Data excerpts below:

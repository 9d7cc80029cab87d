use crate::ast::{Expr, FunctionDecl, Stmt};
use crate::token::TokenType;

/// Renders a parsed tree back to source text.
///
/// The output re-parses to a structurally equivalent tree: expressions are
/// printed bare (parentheses come only from `Grouping` nodes), statements one
/// per line.  This backs `--debug` output and the round-trip tests.
pub struct Ast;

impl Ast {
    pub fn print(&self, expr: &Expr) -> String {
        match expr {
            Expr::Literal(token) => match &token.token_type {
                TokenType::NUMBER(n) => {
                    if n.fract() == 0.0 {
                        format!("{:.0}", n)
                    } else {
                        n.to_string()
                    }
                }

                TokenType::STRING(s) => format!("\"{}\"", s),

                TokenType::TRUE => "true".to_string(),

                TokenType::FALSE => "false".to_string(),

                TokenType::NIL => "nil".to_string(),

                _ => unreachable!("non-literal token in Literal node"),
            },

            Expr::Unary { operator, right } => {
                format!("{}{}", operator.lexeme, self.print(right))
            }

            Expr::Binary {
                left,
                operator,
                right,
            }
            | Expr::Logical {
                left,
                operator,
                right,
            } => format!(
                "{} {} {}",
                self.print(left),
                operator.lexeme,
                self.print(right)
            ),

            Expr::Grouping(inner) => format!("({})", self.print(inner)),

            Expr::Variable { name, .. } => name.lexeme.clone(),

            Expr::Assign { name, value, .. } => {
                format!("{} = {}", name.lexeme, self.print(value))
            }

            Expr::Call {
                callee, arguments, ..
            } => {
                let args: Vec<String> = arguments.iter().map(|a| self.print(a)).collect();

                format!("{}({})", self.print(callee), args.join(", "))
            }

            Expr::Get { object, name } => format!("{}.{}", self.print(object), name.lexeme),

            Expr::Set {
                object,
                name,
                value,
            } => format!(
                "{}.{} = {}",
                self.print(object),
                name.lexeme,
                self.print(value)
            ),

            Expr::This { .. } => "this".to_string(),

            Expr::Super { method, .. } => format!("super.{}", method.lexeme),
        }
    }

    pub fn print_stmt(&self, stmt: &Stmt) -> String {
        match stmt {
            Stmt::Expression(expr) => format!("{};", self.print(expr)),

            Stmt::Print(expr) => format!("print {};", self.print(expr)),

            Stmt::Var { name, initializer } => {
                format!("var {} = {};", name.lexeme, self.print(initializer))
            }

            Stmt::Block(statements) => self.print_block(statements),

            Stmt::If {
                condition,
                then_branch,
                else_branch,
            } => {
                let mut out = format!(
                    "if ({}) {}",
                    self.print(condition),
                    self.print_stmt(then_branch)
                );

                if let Some(else_branch) = else_branch {
                    out.push_str(&format!(" else {}", self.print_stmt(else_branch)));
                }

                out
            }

            Stmt::While { condition, body } => {
                format!("while ({}) {}", self.print(condition), self.print_stmt(body))
            }

            Stmt::Function(declaration) => format!("fun {}", self.print_function(declaration)),

            Stmt::Return { value, .. } => match value {
                Some(expr) => format!("return {};", self.print(expr)),
                None => "return;".to_string(),
            },

            Stmt::Class {
                name,
                superclass,
                methods,
            } => {
                let mut out = format!("class {} ", name.lexeme);

                if let Some(Expr::Variable {
                    name: super_name, ..
                }) = superclass
                {
                    out.push_str(&format!("< {} ", super_name.lexeme));
                }

                let rendered: Vec<String> =
                    methods.iter().map(|m| self.print_function(m)).collect();

                out.push_str(&format!("{{ {} }}", rendered.join(" ")));

                out
            }
        }
    }

    fn print_function(&self, declaration: &FunctionDecl) -> String {
        let params: Vec<String> = declaration
            .params
            .iter()
            .map(|p| p.lexeme.clone())
            .collect();

        format!(
            "{}({}) {}",
            declaration.name.lexeme,
            params.join(", "),
            self.print_block(&declaration.body)
        )
    }

    fn print_block(&self, statements: &[Stmt]) -> String {
        let rendered: Vec<String> = statements.iter().map(|s| self.print_stmt(s)).collect();

        format!("{{ {} }}", rendered.join(" "))
    }
}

End of Data excerpts.

Would you restate every record word for word?

→ Response for this exercise
repository 9d7cc80029cab87d
use crate::ast::{Expr, FunctionDecl, Stmt};
use crate::token::TokenType;

/// Renders a parsed tree back to source text.
///
/// The output re-parses to a structurally equivalent tree: expressions are
/// printed bare (parentheses come only from `Grouping` nodes), statements one
/// per line.  This backs `--debug` output and the round-trip tests.
pub struct Ast;

impl Ast {
    pub fn print(&self, expr: &Expr) -> String {
        match expr {
            Expr::Literal(token) => match &token.token_type {
                TokenType::NUMBER(n) => {
                    if n.fract() == 0.0 {
                        format!("{:.0}", n)
                    } else {
                        n.to_string()
                    }
                }

                TokenType::STRING(s) => format!("\"{}\"", s),

                TokenType::TRUE => "true".to_string(),

                TokenType::FALSE => "false".to_string(),

                TokenType::NIL => "nil".to_string(),

                _ => unreachable!("non-literal token in Literal node"),
            },

            Expr::Unary { operator, right } => {
                format!("{}{}", operator.lexeme, self.print(right))
            }

            Expr::Binary {
                left,
                operator,
                right,
            }
            | Expr::Logical {
                left,
                operator,
                right,
            } => format!(
                "{} {} {}",
                self.print(left),
                operator.lexeme,
                self.print(right)
            ),

            Expr::Grouping(inner) => format!("({})", self.print(inner)),

            Expr::Variable { name, .. } => name.lexeme.clone(),

            Expr::Assign { name, value, .. } => {
                format!("{} = {}", name.lexeme, self.print(value))
            }

            Expr::Call {
                callee, arguments, ..
            } => {
                let args: Vec<String> = arguments.iter().map(|a| self.print(a)).collect();

                format!("{}({})", self.print(callee), args.join(", "))
            }

            Expr::Get { object, name } => format!("{}.{}", self.print(object), name.lexeme),

            Expr::Set {
                object,
                name,
                value,
            } => format!(
                "{}.{} = {}",
                self.print(object),
                name.lexeme,
                self.print(value)
            ),

            Expr::This { .. } => "this".to_string(),

            Expr::Super { method, .. } => format!("super.{}", method.lexeme),
        }
    }

    pub fn print_stmt(&self, stmt: &Stmt) -> String {
        match stmt {
            Stmt::Expression(expr) => format!("{};", self.print(expr)),

            Stmt::Print(expr) => format!("print {};", self.print(expr)),

            Stmt::Var { name, initializer } => {
                format!("var {} = {};", name.lexeme, self.print(initializer))
            }

            Stmt::Block(statements) => self.print_block(statements),

            Stmt::If {
                condition,
                then_branch,
                else_branch,
            } => {
                let mut out = format!(
                    "if ({}) {}",
                    self.print(condition),
                    self.print_stmt(then_branch)
                );

                if let Some(else_branch) = else_branch {
                    out.push_str(&format!(" else {}", self.print_stmt(else_branch)));
                }

                out
            }

            Stmt::While { condition, body } => {
                format!("while ({}) {}", self.print(condition), self.print_stmt(body))
            }

            Stmt::Function(declaration) => format!("fun {}", self.print_function(declaration)),

            Stmt::Return { value, .. } => match value {
                Some(expr) => format!("return {};", self.print(expr)),
                None => "return;".to_string(),
            },

            Stmt::Class {
                name,
                superclass,
                methods,
            } => {
                let mut out = format!("class {} ", name.lexeme);

                if let Some(Expr::Variable {
                    name: super_name, ..
                }) = superclass
                {
                    out.push_str(&format!("< {} ", super_name.lexeme));
                }

                let rendered: Vec<String> =
                    methods.iter().map(|m| self.print_function(m)).collect();

                out.push_str(&format!("{{ {} }}", rendered.join(" ")));

                out
            }
        }
    }

    fn print_function(&self, declaration: &FunctionDecl) -> String {
        let params: Vec<String> = declaration
            .params
            .iter()
            .map(|p| p.lexeme.clone())
            .collect();

        format!(
            "{}({}) {}",
            declaration.name.lexeme,
            params.join(", "),
            self.print_block(&declaration.body)
        )
    }

    fn print_block(&self, statements: &[Stmt]) -> String {
        let rendered: Vec<String> = statements.iter().map(|s| self.print_stmt(s)).collect();

        format!("{{ {} }}", rendered.join(" "))
    }
}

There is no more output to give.